Surface‐Associated Proteins on Extracellular Vesicles Remodel the Tumor Microenvironment by Potentiating TGF‐β Signaling in a Contact‐Dependent Manner

Abstract Cancer‐associated fibroblasts (CAFs) are a major stromal cell type within the tumor microenvironment (TME), where they drive extracellular matrix remodeling and influence tumor progression through the secretion of bioactive molecules. Transforming growth factor‐β (TGF‐β) is a key regulator of CAF activation, yet its impact on the composition and function of extracellular vesicles (EVs) secreted by CAFs remains largely unexplored.
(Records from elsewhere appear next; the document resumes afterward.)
//! Settlement-history aggregator.
//!
//! Recomputes per-label NO-rates from the settlement history, persists
//! them into the `systematic_no` strategy's stats (where the internal
//! scanner reads its learned priors), and emits a `settlement_no_rates`
//! signal for observability.

use std::collections::HashMap;
use std::time::Duration;

use async_trait::async_trait;
use chrono::Utc;
use serde_json::json;
use tokio::time::{interval, MissedTickBehavior};
use tracing::{info, warn};

use super::{Collector, HealthCell, HealthSnapshot, SignalEmitter};
use crate::core::domain::{Direction, Outcome, Signal, SignalType, SourceInfo, SourceType};
use crate::core::shutdown::ShutdownToken;
use crate::core::store::{Repository, SharedRepository};
use crate::error::Result;

#[derive(Debug, Clone)]
pub struct SettlementAggregatorConfig {
    pub aggregate_interval: Duration,
    /// Recorded alongside the rates; consumers ignore the table below this
    /// evidence level.
    pub min_samples: u64,
}

impl Default for SettlementAggregatorConfig {
    fn default() -> Self {
        Self {
            aggregate_interval: Duration::from_secs(30 * 60),
            min_samples: 10,
        }
    }
}

pub struct SettlementAggregator {
    repo: SharedRepository,
    config: SettlementAggregatorConfig,
    health: HealthCell,
}

impl SettlementAggregator {
    #[must_use]
    pub fn new(repo: SharedRepository, config: SettlementAggregatorConfig) -> Self {
        Self {
            repo,
            config,
            health: HealthCell::new(),
        }
    }

    async fn aggregate(&self, out: &SignalEmitter) -> Result<()> {
        let settlements = self.repo.list_settlements().await?;
        if settlements.is_empty() {
            return Ok(());
        }

        let mut per_label: HashMap<String, (u64, u64)> = HashMap::new();
        for settlement in &settlements {
            for label in &settlement.labels {
                let entry = per_label.entry(label.clone()).or_insert((0, 0));
                entry.1 += 1;
                if settlement.outcome == Outcome::No {
                    entry.0 += 1;
                }
            }
        }

        let total_samples = settlements.len() as u64;
        let rates: serde_json::Map<String, serde_json::Value> = per_label
            .iter()
            .map(|(label, (no_count, total))| {
                let rate = *no_count as f64 / *total as f64;
                (label.clone(), json!(rate))
            })
            .collect();
        let sample_counts: serde_json::Map<String, serde_json::Value> = per_label
            .iter()
            .map(|(label, (_, total))| (label.clone(), json!(total)))
            .collect();

        let stats = json!({
            "category_no_rates": rates,
            "category_samples": sample_counts,
            "min_samples": total_samples.min(u64::from(u32::MAX)),
            "aggregated_at": Utc::now().to_rfc3339(),
        });

        // The strategy row may not exist yet on a fresh database.
        if let Err(e) = self.repo.update_strategy_stats("systematic_no", &stats).await {
            warn!(error = %e, "could not persist settlement aggregates");
        } else {
            info!(
                labels = per_label.len(),
                samples = total_samples,
                "settlement NO-rates refreshed"
            );
        }

        let signal = Signal::builder(SignalType::SettlementNoRates, self.name())
            .direction(Direction::Neutral)
            .strength(1.0)
            .expires_at(Utc::now() + chrono::Duration::hours(6))
            .payload(stats)
            .build();
        out.emit(signal);
        Ok(())
    }
}

#[async_trait]
impl Collector for SettlementAggregator {
    fn name(&self) -> &'static str {
        "settlement_aggregator"
    }

    fn source_info(&self) -> SourceInfo {
        SourceInfo {
            source_type: SourceType::Aggregate,
            endpoint: "store".into(),
            poll_interval: self.config.aggregate_interval,
        }
    }

    async fn produce(&self, out: SignalEmitter, shutdown: ShutdownToken) -> Result<()> {
        let mut tick = interval(self.config.aggregate_interval);
        tick.set_missed_tick_behavior(MissedTickBehavior::Delay);
        loop {
            tokio::select! {
                () = shutdown.cancelled() => return Ok(()),
                _ = tick.tick() => {
                    match self.aggregate(&out).await {
                        Ok(()) => self.health.healthy(),
                        Err(e) => {
                            warn!(error = %e, "settlement aggregation failed");
                            self.health.down(e.to_string());
                        }
                    }
                }
            }
        }
    }

    fn health(&self) -> HealthSnapshot {
        self.health.snapshot()
    }
}

#[cfg(test)]
mod tests {
    use super::*;
    use crate::core::domain::{EventId, MarketId, MarketSettlement, Strategy};
    use crate::core::store::{MemoryRepository, Repository};
    use std::sync::Arc;
    use tokio::sync::mpsc;

    fn settlement(market: &str, outcome: Outcome, labels: &[&str]) -> MarketSettlement {
        MarketSettlement {
            market_id: MarketId::from(market),
            event_id: EventId::from("e1"),
            outcome,
            labels: labels.iter().map(ToString::to_string).collect(),
            initial_yes_price: None,
            final_yes_price: None,
            settled_at: Utc::now(),
        }
    }

    #[tokio::test]
    async fn no_rates_are_count_ratios() {
        let repo = Arc::new(MemoryRepository::new());
        repo.upsert_strategy(&Strategy::new("systematic_no", 5))
            .await
            .unwrap();
        for (market, outcome) in [
            ("m1", Outcome::No),
            ("m2", Outcome::No),
            ("m3", Outcome::No),
            ("m4", Outcome::Yes),
        ] {
            repo.upsert_settlement(&settlement(market, outcome, &["pre_market_fdv"]))
                .await
                .unwrap();
        }

        let aggregator = SettlementAggregator::new(
            Arc::clone(&repo) as SharedRepository,
            SettlementAggregatorConfig::default(),
        );
        let (tx, mut rx) = mpsc::channel(4);
        aggregator
            .aggregate(&SignalEmitter::new(tx))
            .await
            .unwrap();

        let strategy = repo.get_strategy("systematic_no").await.unwrap().unwrap();
        let rate = strategy.stats["category_no_rates"]["pre_market_fdv"]
            .as_f64()
            .unwrap();
        assert!((rate - 0.75).abs() < 1e-9, "got {rate}");

        let signal = rx.try_recv().unwrap();
        assert_eq!(signal.signal_type, SignalType::SettlementNoRates);
        let ttl = signal.expires_at.unwrap() - Utc::now();
        assert!(ttl > chrono::Duration::hours(5));
    }

    #[tokio::test]
    async fn empty_history_emits_nothing() {
        let repo = Arc::new(MemoryRepository::new());
        let aggregator = SettlementAggregator::new(
            Arc::clone(&repo) as SharedRepository,
            SettlementAggregatorConfig::default(),
        );
        let (tx, mut rx) = mpsc::channel(4);
        aggregator
            .aggregate(&SignalEmitter::new(tx))
            .await
            .unwrap();
        assert!(rx.try_recv().is_err());
    }
}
Here, it is shown that TGF‐β activation alters the protein cargo and function of CAF‐derived EVs (TGF‐β‐EVs), leading to a distinct enrichment of surface‐associated proteins. One such protein is tumor necrosis factor‐stimulated gene‐6 protein (TSG6), which interacts with receptor CD44 and its ligand hyaluronan on EVs. The EV surface‐associated proteins facilitate EV docking to cell membranes by binding to transmembrane receptors. Elevated TSG6 on CAF‐derived EV surface promotes the clustering of the co‐receptor CD44 and TGF‐β type I receptor (TGFBR1) on recipient cells, enhancing TGF‐β signaling. Functionally, TGF‐β‐EVs further activate CAFs and contribute to CD8 + T cell immunosuppression, thereby promoting cancer progression. Overall, the findings reveal a contact‐dependent mechanism by which CAF‐derived EVs influence cellular signaling in the TME, suggesting a broader paradigm in which EV surface‐associated proteins regulate receptor clustering and downstream signaling, particularly in cells with low EV uptake.